凄いやろ、と言いたげに話すそれに素直に驚いた。理事長を動かせる程の人と言うのもそうだが、何よりもその人と知り合いだと言う彼は一体何者なんだろうか。



「その、関係者って誰なんだ?」



ルークがそう問うと、陸也は少しだけ言い辛そうにすると小さな声で言った。



「理事長の姪」

「もっと言えば、りっくんの───おぅふっ!?」



陸也に続いて何やら言おうした睦の顔面に何かが飛んできた。彼の顔で跳ね返り床へと転がったそれは……縫いぐるみだった。



「テメェは喋るな」

「うぅ……そらないでりっくん」



なんてやり取りをする二人を後目に縫いぐるみを拾う。水色の体に顔とお尻が白くなっていて、大きな耳がある。愛らしい黒く丸い目をしていてとても可愛らしいが、何の生き物かはわからないし見た事もない。手作りらしいそれはどうやらまだ作っている途中のようでお尻の所が開いていて白い綿が見えた。








……え、と言うか作ってる途中って何。誰が作ってるのコレ。

恐る恐る陸也を見れば、その視線と意味に気が付いた彼はムッとして縫いぐるみを奪い取った。

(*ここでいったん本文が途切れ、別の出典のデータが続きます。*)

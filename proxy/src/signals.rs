//! Wires SIGTERM/SIGINT to the root cancellation token so every task
//! started from it sees a single, consistent shutdown signal.

use tokio_util::sync::CancellationToken;
use tracing::info;

pub fn install(cancel: CancellationToken) {
    tokio::spawn(async move {
        wait_for_signal().await;
        info!("shutdown signal received");
        cancel.cancel();
    });
}

#[cfg(unix)]
async fn wait_for_signal() {
    use tokio::signal::unix::{signal, SignalKind};

    let mut sigterm = signal(SignalKind::terminate()).expect("failed to install SIGTERM handler");
    let mut sigint = signal(SignalKind::interrupt()).expect("failed to install SIGINT handler");

    tokio::select! {
        _ = sigterm.recv() => {}
        _ = sigint.recv() => {}
    }
}

#[cfg(not(unix))]
async fn wait_for_signal() {
    let _ = tokio::signal::ctrl_c().await;
}
//! Dialer: obtains a current `ConnectionInfo` from the Resolver and opens
//! a mutually-authenticated TLS 1.3 tunnel to it.

use std::net::SocketAddr;
use std::sync::Arc;
use std::time::Duration;

use async_trait::async_trait;
use tokio::net::TcpStream;
use tokio_rustls::TlsConnector;
use tracing::debug;

use crate::error::DialError;
use crate::instance_id::InstanceId;
use crate::resolver::Resolve;

/// A trait object can only name one non-auto trait, so `AsyncRead` and
/// `AsyncWrite` are bundled behind this marker trait with a blanket impl
/// rather than named directly in the `dyn` below.
pub trait AsyncStream: tokio::io::AsyncRead + tokio::io::AsyncWrite + Unpin + Send {}
impl<T: tokio::io::AsyncRead + tokio::io::AsyncWrite + Unpin + Send> AsyncStream for T {}

/// A byte stream to a dialed instance. `TlsStream` erases the concrete
/// `tokio_rustls` type behind the traits the splicer needs.
pub type Stream = Box<dyn AsyncStream>;

/// Anything the Connection Manager can use to turn an instance id into a
/// live byte stream. Represented as a trait so test doubles can stand in
/// for a real network dial in tests.
#[async_trait]
pub trait Dial: Send + Sync {
    async fn dial(&self, id: &InstanceId) -> Result<Stream, DialError>;
    async fn close(&self);
}

const DIAL_TIMEOUT: Duration = Duration::from_secs(30);

pub struct Dialer {
    resolver: Arc<dyn Resolve>,
}

impl Dialer {
    pub fn new(resolver: Arc<dyn Resolve>) -> Self {
        Self { resolver }
    }

    async fn dial_inner(&self, id: &InstanceId) -> Result<Stream, DialError> {
        let info = self.resolver.resolve(id).await?;
        let addr = SocketAddr::new(info.ip_address, 5432);

        let tcp = TcpStream::connect(addr).await.map_err(|e| DialError::Connect {
            instance: id.clone(),
            addr: info.ip_address,
            source: e,
        })?;
        let _ = tcp.set_nodelay(true);

        let connector = TlsConnector::from(info.tls_client_config.clone());
        let server_name = rustls::pki_types::ServerName::IpAddress(info.ip_address.into());

        let tls = connector
            .connect(server_name, tcp)
            .await
            .map_err(|e| DialError::Tls {
                instance: id.clone(),
                source: e,
            })?;

        debug!(instance = %id, addr = %addr, "dialed instance");
        Ok(Box::new(tls))
    }
}

#[async_trait]
impl Dial for Dialer {
    async fn dial(&self, id: &InstanceId) -> Result<Stream, DialError> {
        tokio::time::timeout(DIAL_TIMEOUT, self.dial_inner(id))
            .await
            .unwrap_or_else(|_| {
                Err(DialError::Timeout {
                    instance: id.clone(),
                    timeout: DIAL_TIMEOUT,
                })
            })
    }

    async fn close(&self) {
        self.resolver.close().await;
    }
}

「頼まれたんだよ。その姪にお前らの編入許可を出した報酬としてな」

「あ、その……ごめんさない」



何だか急に申し訳なくなり思わず謝ると陸也は首を横に振った。



「別に良い。お前の事は知らねー訳じゃねーし、それに今回の事だって興味がなかったと言えば嘘になるからな」



そう言って陸也がルークを見れば、陸也の持つ縫いぐるみをジッと見つめていた彼はハッとして首を傾げた。